Freely make breaking changes, and reorganize / cleanup IPC as needed.

## Debugging & Diagnostics

* `bun run debug ui-messages --workspace <name>` to inspect messages; add `--drop <n>` to skip recent entries. Workspace names live in `~/.mux/sessions/`.

## UX Guardrails

* Do not add UX flourishes (auto-dismiss, animations, tooltips, etc.) unless requested. Ship the simplest behavior that meets requirements.
* Enforce DRY: if you repeat code/strings, factor a shared helper/constant (search first; if cross-layer, move to `src/constants/` or `src/types/`).
* Hooks that detect a condition should handle it directly when they already have the data—avoid unnecessary callback hop chains.
* Every operation must have a keyboard shortcut. The keyboard shortcut should not be visible on mobile views.

## Logging

* Use the `log` helper (`log.debug` for noisy output) for backend logging.

## Bug-Fixing Mindset

* Avoid timing-based coordination (e.g., sleep/grace timers) when deterministic signals exist; prefer awaiting explicit completion/exit signals.
* When asked to reduce LoC, focus on simplifying production logic—not stripping comments, docs, or tests.
* **Never add tautological tests.** Tests must validate branching, invariants, or user-visible behavior—not re-assert static prompt text, constant strings, generated copy, or other implementation literals that would only fail when prose changes without a behavioral change.
* **No test is better than a tautological test.** If the only realistic assertion is that the new words appear, do not add the test.
* **Pre-flight tautology check:** if you rewrote the prose or renamed a constant without changing behavior, would the test fail? If yes, the test is probably tautological and should be deleted, rewritten around behavior, or skipped.
* Examples:
  * Bad: asserting an exact prompt sentence or other newly-added copy from the same diff.
  * Good: asserting precedence, gating, fallback behavior, matching logic, or another behavioral branch that would still matter if the wording changed.

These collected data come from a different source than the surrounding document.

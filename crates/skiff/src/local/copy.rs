//! Background copies started by the local file system.

use std::collections::BTreeMap;
use std::fs::File;
use std::io::{Read, Write};
use std::path::PathBuf;
use std::sync::atomic::{AtomicBool, AtomicU64, Ordering};
use std::sync::{Arc, Condvar, Mutex};
use std::thread;
use std::time::Duration;

use crate::error::{AdaptorError, AdaptorResult, StatusError};
use crate::filesystem::{CopyMode, CopyStatus, FileSystem};
use crate::path::RemotePath;

use super::{RETAINED_FINISHED, lock};

const ID_PREFIX: &str = "local-copy-";

/// Everything a copy has to do, resolved before the copy starts.
#[derive(Debug, Default)]
pub(crate) struct CopyPlan {
    /// Target directories to create, parents first
    pub directories: Vec<RemotePath>,
    /// Local source file, target path and size of every file
    pub files: Vec<(PathBuf, RemotePath, u64)>,
}

impl CopyPlan {
    fn total_bytes(&self) -> u64 {
        self.files.iter().map(|(_, _, size)| size).sum()
    }
}

#[derive(Debug, Clone)]
enum Phase {
    Pending,
    Running,
    Done,
    Failed(StatusError),
    Cancelled,
}

impl Phase {
    fn name(&self) -> &'static str {
        match self {
            Phase::Pending => "PENDING",
            Phase::Running => "RUNNING",
            Phase::Done => "DONE",
            Phase::Failed(_) => "FAILED",
            Phase::Cancelled => "CANCELLED",
        }
    }

    fn is_done(&self) -> bool {
        matches!(self, Phase::Done | Phase::Failed(_) | Phase::Cancelled)
    }
}

#[derive(Debug)]
struct CopyTask {
    id: String,
    bytes_to_copy: u64,
    bytes_copied: AtomicU64,
    cancel: AtomicBool,
    phase: Mutex<Phase>,
    changed: Condvar,
}

impl CopyTask {
    fn status(&self) -> CopyStatus {
        let phase = lock(&self.phase).clone();
        self.status_for(&phase)
    }

    fn status_for(&self, phase: &Phase) -> CopyStatus {
        let error = match phase {
            Phase::Failed(err) => Some(err.clone()),
            Phase::Cancelled => Some(StatusError::from(&AdaptorError::CopyCancelled(
                self.id.clone(),
            ))),
            _ => None,
        };
        CopyStatus {
            copy_id: self.id.clone(),
            state: phase.name().to_string(),
            done: phase.is_done(),
            running: matches!(phase, Phase::Running),
            bytes_to_copy: self.bytes_to_copy,
            bytes_copied: self.bytes_copied.load(Ordering::Relaxed),
            error,
        }
    }

    fn is_done(&self) -> bool {
        lock(&self.phase).is_done()
    }

    fn set_phase(&self, next: Phase) {
        *lock(&self.phase) = next;
        self.changed.notify_all();
    }

    fn run(&self, plan: CopyPlan, target_fs: Arc<dyn FileSystem>, mode: CopyMode, buffer: usize) {
        {
            let mut phase = lock(&self.phase);
            if phase.is_done() {
                return;
            }
            *phase = Phase::Running;
        }
        self.changed.notify_all();

        let next = match self.copy_all(&plan, target_fs.as_ref(), mode, buffer) {
            Ok(()) => Phase::Done,
            Err(AdaptorError::CopyCancelled(_)) => Phase::Cancelled,
            Err(err) => {
                tracing::debug!(copy = %self.id, error = %err, "copy failed");
                Phase::Failed(StatusError::from(&err))
            }
        };
        self.set_phase(next);
    }

    fn copy_all(
        &self,
        plan: &CopyPlan,
        target_fs: &dyn FileSystem,
        mode: CopyMode,
        buffer: usize,
    ) -> AdaptorResult<()> {
        for dir in &plan.directories {
            if !target_fs.exists(dir)? {
                target_fs.create_directories(dir)?;
            }
        }

        let mut buf = vec![0u8; buffer.max(1)];
        for (source, target, size) in &plan.files {
            self.check_cancelled()?;
            if target_fs.exists(target)? {
                match mode {
                    CopyMode::Create => {
                        return Err(AdaptorError::PathAlreadyExists(target.to_string()));
                    }
                    CopyMode::Ignore => {
                        self.bytes_copied.fetch_add(*size, Ordering::Relaxed);
                        continue;
                    }
                    CopyMode::Replace => {}
                }
            }

            let mut input = File::open(source)
                .map_err(|e| AdaptorError::from_io(e, &source.display().to_string()))?;
            let mut output = target_fs.write_to_file(target, Some(*size))?;
            loop {
                if self.cancel.load(Ordering::Relaxed) {
                    // The partial target is left behind, the same as an interrupted write.
                    let _ = output.close();
                    return Err(AdaptorError::CopyCancelled(self.id.clone()));
                }
                let n = input.read(&mut buf)?;
                if n == 0 {
                    break;
                }
                output.write_all(&buf[..n])?;
                self.bytes_copied.fetch_add(n as u64, Ordering::Relaxed);
            }
            output.close()?;
        }
        Ok(())
    }

    fn check_cancelled(&self) -> AdaptorResult<()> {
        if self.cancel.load(Ordering::Relaxed) {
            Err(AdaptorError::CopyCancelled(self.id.clone()))
        } else {
            Ok(())
        }
    }
}

#[derive(Debug, Default)]
struct Copies {
    next: u64,
    entries: BTreeMap<u64, Arc<CopyTask>>,
}

/// Copies started by one file system session.
#[derive(Debug, Default)]
pub(crate) struct CopyEngine {
    copies: Mutex<Copies>,
}

impl CopyEngine {
    /// Start `plan` on a background thread and return the copy id.
    pub(crate) fn start(
        &self,
        plan: CopyPlan,
        target_fs: Arc<dyn FileSystem>,
        mode: CopyMode,
        buffer: usize,
    ) -> AdaptorResult<String> {
        let task = {
            let mut copies = lock(&self.copies);
            let seq = copies.next;
            copies.next += 1;
            prune(&mut copies.entries);
            let task = Arc::new(CopyTask {
                id: format!("{ID_PREFIX}{seq}"),
                bytes_to_copy: plan.total_bytes(),
                bytes_copied: AtomicU64::new(0),
                cancel: AtomicBool::new(false),
                phase: Mutex::new(Phase::Pending),
                changed: Condvar::new(),
            });
            copies.entries.insert(seq, Arc::clone(&task));
            task
        };

        let id = task.id.clone();
        let worker = Arc::clone(&task);
        let spawned = thread::Builder::new()
            .name(format!("skiff-{id}"))
            .spawn(move || worker.run(plan, target_fs, mode, buffer));
        if let Err(err) = spawned {
            let err = AdaptorError::Io(err);
            task.set_phase(Phase::Failed(StatusError::from(&err)));
            return Err(err);
        }
        tracing::debug!(copy = %id, "copy started");
        Ok(id)
    }

    pub(crate) fn status(&self, copy_id: &str) -> AdaptorResult<CopyStatus> {
        Ok(self.task(copy_id)?.status())
    }

    /// Ask the copy to stop. A copy that has not started yet stops at once.
    pub(crate) fn cancel(&self, copy_id: &str) -> AdaptorResult<CopyStatus> {
        let task = self.task(copy_id)?;
        task.cancel.store(true, Ordering::Relaxed);
        {
            let mut phase = lock(&task.phase);
            if matches!(*phase, Phase::Pending) {
                *phase = Phase::Cancelled;
            }
        }
        task.changed.notify_all();
        Ok(task.status())
    }

    pub(crate) fn wait(&self, copy_id: &str, timeout: Duration) -> AdaptorResult<CopyStatus> {
        let task = self.task(copy_id)?;
        let guard = lock(&task.phase);
        let guard = if timeout.is_zero() {
            task.changed
                .wait_while(guard, |phase| !phase.is_done())
                .unwrap_or_else(std::sync::PoisonError::into_inner)
        } else {
            task.changed
                .wait_timeout_while(guard, timeout, |phase| !phase.is_done())
                .unwrap_or_else(std::sync::PoisonError::into_inner)
                .0
        };
        Ok(task.status_for(&guard))
    }

    /// Cancel every copy that is still running.
    pub(crate) fn cancel_all(&self) {
        let tasks: Vec<_> = lock(&self.copies).entries.values().cloned().collect();
        for task in tasks {
            if !task.is_done() {
                let _ = self.cancel(&task.id);
            }
        }
    }

    fn task(&self, copy_id: &str) -> AdaptorResult<Arc<CopyTask>> {
        copy_id
            .strip_prefix(ID_PREFIX)
            .and_then(|seq| seq.parse::<u64>().ok())
            .and_then(|seq| lock(&self.copies).entries.get(&seq).cloned())
            .ok_or_else(|| AdaptorError::NoSuchCopy(copy_id.to_string()))
    }
}

/// Drop the oldest finished copies beyond the retention limit.
fn prune(entries: &mut BTreeMap<u64, Arc<CopyTask>>) {
    let finished: Vec<u64> = entries
        .iter()
        .filter(|(_, task)| task.is_done())
        .map(|(seq, _)| *seq)
        .collect();
    if finished.len() > RETAINED_FINISHED {
        for seq in &finished[..finished.len() - RETAINED_FINISHED] {
            entries.remove(seq);
        }
    }
}
/// Submit `description` as an interactive job and forward its streams.
///
/// `inbound` is the rest of the client stream after the message that carried
/// `description`; `first_input` is the stdin carried by that message. The
/// first response carries the job id. Failure to start the job fails the call
/// before any response is sent.
pub async fn forward<St>(
    scheduler: Arc<dyn Scheduler>,
    description: JobDescription,
    first_input: Vec<u8>,
    inbound: St,
    chunk_size: usize,
) -> Result<(String, OutputStream), Status>
where
    St: Stream<Item = Result<SubmitInteractiveJobRequest, Status>> + Send + Unpin + 'static,
{
    let streams = tokio::task::spawn_blocking(move || scheduler.submit_interactive_job(&description))
        .await
        .map_err(GatewayError::from)?
        .map_err(GatewayError::from)?;
    let InteractiveStreams {
        job_id,
        stdin,
        stdout,
        stderr,
    } = streams;
    tracing::info!(%job_id, "interactive job started");

    let (tx, rx) = mpsc::channel(OUTPUT_BACKLOG);
    let first = SubmitInteractiveJobResponse {
        job: Some(Job { id: job_id.clone() }),
        stdout: Vec::new(),
        stderr: Vec::new(),
    };
    if tx.send(Ok(first)).await.is_err() {
        tracing::debug!(%job_id, "client left before the job id was sent");
    }

    let (done_tx, done_rx) = oneshot::channel();
    let outlet = Arc::new(Mutex::new(Outlet {
        tx: Some(tx),
        finished: 0,
        done: Some(done_tx),
    }));
    for (channel, source) in [(Channel::Stdout, stdout), (Channel::Stderr, stderr)] {
        let outlet = Arc::clone(&outlet);
        let job_id = job_id.clone();
        tokio::task::spawn_blocking(move || pump_output(&job_id, channel, source, chunk_size, &outlet));
    }

    let (input_tx, input_rx) = mpsc::channel(INPUT_BACKLOG);
    {
        let job_id = job_id.clone();
        tokio::task::spawn_blocking(move || drain_input(&job_id, stdin, first_input, input_rx));
    }
    tokio::spawn(feed_input(job_id.clone(), inbound, input_tx, done_rx));

    Ok((job_id, ReceiverStream::new(rx)))
}

fn pump_output(
    job_id: &str,
    channel: Channel,
    mut source: Box<dyn ByteSource>,
    chunk_size: usize,
    outlet: &Mutex<Outlet>,
) {
    let mut buffer = vec![0u8; chunk_size];
    loop {
        match source.read(&mut buffer) {
            Ok(0) => break,
            Ok(n) => lock(outlet).emit(Ok(channel.response(buffer[..n].to_vec()))),
            Err(err) if err.kind() == io::ErrorKind::Interrupted => continue,
            Err(err) => {
                tracing::error!(%job_id, stream = channel.name(), error = %err, "reading job output failed");
                let status = GatewayError::from(skiff::AdaptorError::Io(err));
                let mut outlet = lock(outlet);
                outlet.emit(Err(status.into()));
                outlet.tx = None;
                break;
            }
        }
    }
    if let Err(err) = source.close() {
        tracing::warn!(%job_id, stream = channel.name(), error = %err, "failed to close job output");
    }
    tracing::debug!(%job_id, stream = channel.name(), "output reached end of stream");
    lock(outlet).finish();
}

fn drain_input(
    job_id: &str,
    mut sink: Box<dyn ByteSink>,
    first: Vec<u8>,
    mut chunks: mpsc::Receiver<Vec<u8>>,
) {
    let written = write_input(&mut sink, first, &mut chunks);
    chunks.close();
    if let Err(err) = written {
        // Usually the job exited and closed its end of the pipe.
        tracing::debug!(%job_id, error = %err, "stopped writing job input");
    }
    if let Err(err) = sink.close() {
        tracing::debug!(%job_id, error = %err, "failed to close job input");
    }
}

fn write_input(
    sink: &mut Box<dyn ByteSink>,
    first: Vec<u8>,
    chunks: &mut mpsc::Receiver<Vec<u8>>,
) -> io::Result<()> {
    if !first.is_empty() {
        sink.write_all(&first)?;
        sink.flush()?;
    }
    while let Some(chunk) = chunks.blocking_recv() {
        sink.write_all(&chunk)?;
        sink.flush()?;
    }
    Ok(())
}

async fn feed_input<St>(
    job_id: String,
    mut inbound: St,
    input_tx: mpsc::Sender<Vec<u8>>,
    mut done: oneshot::Receiver<()>,
) where
    St: Stream<Item = Result<SubmitInteractiveJobRequest, Status>> + Unpin,
{
    loop {
        tokio::select! {
            _ = &mut done => {
                tracing::debug!(%job_id, "job output exhausted, closing input");
                break;
            }
            next = inbound.next() => match next {
                Some(Ok(message)) => {
                    if message.stdin.is_empty() {
                        continue;
                    }
                    if input_tx.send(message.stdin).await.is_err() {
                        tracing::debug!(%job_id, "job no longer accepts input");
                    }
                }
                Some(Err(status)) => {
                    tracing::info!(%job_id, %status, "client aborted interactive job");
                    break;
                }
                None => {
                    tracing::debug!(%job_id, "client finished sending input");
                    break;
                }
            }
        }
    }
    // Dropping the sender closes the job's stdin.
    drop(input_tx);
}

#[cfg(test)]
#[allow(clippy::unwrap_used)]
mod tests {
    use super::*;
    use std::collections::BTreeMap;
    use std::io::Cursor;
    use std::sync::atomic::{AtomicBool, Ordering};
    use std::time::Duration;

    use skiff::{AdaptorResult, Credential, FileSystem, JobStatus, LocalScheduler, QueueStatus, Session};

    /// Sink that records what was written and whether it was closed.
    #[derive(Clone, Default)]
    struct Recorder {
        written: Arc<Mutex<Vec<u8>>>,
        closed: Arc<AtomicBool>,
    }

    impl Write for Recorder {
        fn write(&mut self, buf: &[u8]) -> io::Result<usize> {
            self.written.lock().unwrap().extend_from_slice(buf);
            Ok(buf.len())
        }

        fn flush(&mut self) -> io::Result<()> {
            Ok(())
        }
    }

    impl ByteSink for Recorder {
        fn close(self: Box<Self>) -> io::Result<()> {
            self.closed.store(true, Ordering::SeqCst);
            Ok(())
        }
    }

    /// Scheduler whose single interactive job has canned output.
    #[derive(Debug)]
    struct CannedScheduler {
        stdout: Vec<u8>,
        stderr: Vec<u8>,
        properties: BTreeMap<String, String>,
        stdin: Mutex<Option<Recorder>>,
    }

    impl std::fmt::Debug for Recorder {
        fn fmt(&self, f: &mut std::fmt::Formatter<'_>) -> std::fmt::Result {
            f.debug_struct("Recorder").finish_non_exhaustive()
        }
    }

    impl Session for CannedScheduler {
        fn adaptor_name(&self) -> &str {
            "canned"
        }
        fn location(&self) -> &str {
            ""
        }
        fn properties(&self) -> &BTreeMap<String, String> {
            &self.properties
        }
        fn is_open(&self) -> bool {
            true
        }
        fn close(&self) -> AdaptorResult<()> {
            Ok(())
        }
    }

    impl Scheduler for CannedScheduler {
        fn queue_names(&self) -> AdaptorResult<Vec<String>> {
            Ok(Vec::new())
        }
        fn default_queue_name(&self) -> AdaptorResult<String> {
            Ok(String::new())
        }
        fn queue_status(&self, queue: &str) -> AdaptorResult<QueueStatus> {
            Err(skiff::AdaptorError::NoSuchQueue(queue.to_string()))
        }
        fn queue_statuses(&self, _queues: &[String]) -> AdaptorResult<Vec<QueueStatus>> {
            Ok(Vec::new())
        }
        fn jobs(&self, _queues: &[String]) -> AdaptorResult<Vec<String>> {
            Ok(Vec::new())
        }
        fn submit_batch_job(&self, _description: &JobDescription) -> AdaptorResult<String> {
            Err(skiff::AdaptorError::unsupported("canned", "batch jobs"))
        }
        fn submit_interactive_job(
            &self,
            description: &JobDescription,
        ) -> AdaptorResult<InteractiveStreams> {
            if description.executable.is_empty() {
                return Err(skiff::AdaptorError::IncompleteJobDescription(
                    "executable".to_string(),
                ));
            }
            let recorder = Recorder::default();
            *self.stdin.lock().unwrap() = Some(recorder.clone());
            Ok(InteractiveStreams {
                job_id: "canned-1".to_string(),
                stdin: Box::new(recorder),
                stdout: Box::new(Cursor::new(self.stdout.clone())),
                stderr: Box::new(Cursor::new(self.stderr.clone())),
            })
        }
        fn job_status(&self, job_id: &str) -> AdaptorResult<JobStatus> {
            Err(skiff::AdaptorError::NoSuchJob(job_id.to_string()))
        }
        fn job_statuses(&self, _job_ids: &[String]) -> Vec<JobStatus> {
            Vec::new()
        }
        fn cancel_job(&self, job_id: &str) -> AdaptorResult<JobStatus> {
            Err(skiff::AdaptorError::NoSuchJob(job_id.to_string()))
        }
        fn wait_until_done(&self, job_id: &str, _timeout: Duration) -> AdaptorResult<JobStatus> {
            Err(skiff::AdaptorError::NoSuchJob(job_id.to_string()))
        }
        fn wait_until_running(&self, job_id: &str, _timeout: Duration) -> AdaptorResult<JobStatus> {
            Err(skiff::AdaptorError::NoSuchJob(job_id.to_string()))
        }
        fn file_system(&self) -> AdaptorResult<Arc<dyn FileSystem>> {
            Err(skiff::AdaptorError::unsupported("canned", "file systems"))
        }
    }

    fn canned(stdout: &[u8], stderr: &[u8]) -> Arc<CannedScheduler> {
        Arc::new(CannedScheduler {
            stdout: stdout.to_vec(),
            stderr: stderr.to_vec(),
            properties: BTreeMap::new(),
            stdin: Mutex::new(None),
        })
    }

    fn input(bytes: &[u8]) -> Result<SubmitInteractiveJobRequest, Status> {
        Ok(SubmitInteractiveJobRequest {
            stdin: bytes.to_vec(),
            ..Default::default()
        })
    }

    fn description(executable: &str) -> JobDescription {
        JobDescription {
            executable: executable.to_string(),
            ..Default::default()
        }
    }

    #[tokio::test(flavor = "multi_thread", worker_threads = 2)]
    async fn test_both_streams_delivered_before_completion() {
        let scheduler = canned(&vec![b'o'; 2500], b"oops");
        let (job_id, responses) = forward(
            scheduler.clone(),
            description("canned"),
            Vec::new(),
            tokio_stream::empty::<Result<SubmitInteractiveJobRequest, Status>>(),
            1024,
        )
        .await
        .unwrap();
        assert_eq!(job_id, "canned-1");

        let responses: Vec<_> = responses.map(|r| r.unwrap()).collect().await;
        assert_eq!(responses[0].job.as_ref().unwrap().id, "canned-1");
        let stdout: Vec<u8> = responses.iter().flat_map(|r| r.stdout.clone()).collect();
        let stderr: Vec<u8> = responses.iter().flat_map(|r| r.stderr.clone()).collect();
        assert_eq!(stdout.len(), 2500);
        assert_eq!(stderr, b"oops");
        for response in &responses[1..] {
            assert!(response.job.is_none());
            assert!(response.stdout.is_empty() != response.stderr.is_empty());
            assert!(response.stdout.len() <= 1024);
        }
    }

    #[tokio::test(flavor = "multi_thread", worker_threads = 2)]
    async fn test_input_written_in_order_then_closed() {
        let scheduler = canned(b"", b"");
        let inbound = tokio_stream::iter(vec![input(b"two\n"), input(b""), input(b"three\n")]);
        let (_, responses) = forward(
            scheduler.clone(),
            description("canned"),
            b"one\n".to_vec(),
            inbound,
            1024,
        )
        .await
        .unwrap();
        let _: Vec<_> = responses.collect().await;

        let recorder = scheduler.stdin.lock().unwrap().clone().unwrap();
        tokio::time::timeout(Duration::from_secs(5), async {
            while !recorder.closed.load(Ordering::SeqCst) {
                tokio::time::sleep(Duration::from_millis(10)).await;
            }
        })
        .await
        .unwrap();
        assert_eq!(&*recorder.written.lock().unwrap(), b"one\ntwo\nthree\n");
    }

    #[tokio::test(flavor = "multi_thread", worker_threads = 2)]
    async fn test_submit_failure_fails_call() {
        let scheduler = canned(b"", b"");
        let status = forward(
            scheduler,
            description(""),
            Vec::new(),
            tokio_stream::empty::<Result<SubmitInteractiveJobRequest, Status>>(),
            1024,
        )
        .await
        .unwrap_err();
        assert_eq!(status.code(), tonic::Code::InvalidArgument);
    }

    #[tokio::test(flavor = "multi_thread", worker_threads = 2)]
    async fn test_echo_through_local_scheduler() {
        let scheduler: Arc<dyn Scheduler> = Arc::new(
            LocalScheduler::open("", &Credential::default(), &BTreeMap::new()).unwrap(),
        );
        let (input_tx, input_rx) = mpsc::channel(4);
        let (_, mut responses) = forward(
            Arc::clone(&scheduler),
            description("cat"),
            Vec::new(),
            ReceiverStream::new(input_rx),
            1024,
        )
        .await
        .unwrap();
        let first = responses.next().await.unwrap().unwrap();
        assert!(first.job.is_some());

        let mut echoed = Vec::new();
        for line in [&b"first\n"[..], &b"second\n"[..]] {
            input_tx.send(input(line)).await.unwrap();
            let response = tokio::time::timeout(Duration::from_secs(10), responses.next())
                .await
                .unwrap()
                .unwrap()
                .unwrap();
            echoed.push(response.stdout);
        }
        drop(input_tx);

        let rest: Vec<_> = tokio::time::timeout(Duration::from_secs(10), responses.collect::<Vec<_>>())
            .await
            .unwrap();
        assert!(rest.iter().all(|r| r.as_ref().unwrap().stdout.is_empty()));
        assert_eq!(echoed, vec![b"first\n".to_vec(), b"second\n".to_vec()]);
        scheduler.close().unwrap();
    }
}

## UI Component Testability (tests/ui)

* **Radix Popover portals don't work in happy-dom** — content renders to `document.body` via portal but happy-dom doesn't support this properly. Popover content won't appear in tests.
* **Use conditional rendering for testability:** Components like `AgentModePicker` use `{isOpen && <div>...}` instead of Radix Portal. This renders inline and works in happy-dom.
* When adding new dropdown/popover components that need tests/ui coverage, prefer the conditional rendering pattern over Radix Portal.
* E2E tests (tests/e2e) work with Radix but are slow (\~2min startup); reserve for scenarios that truly need real Electron.
* Only use `validateApiKeys()` in tests that actually make AI API calls.

## Tool: todo\_write

* Keep the TODO list current during multi-step work; sidebar progress is derived from it.

## GitHub

Many tasks involve reading and writing from GitHub, prefer the `gh` CLI over web search and manual curl requests when helping the User.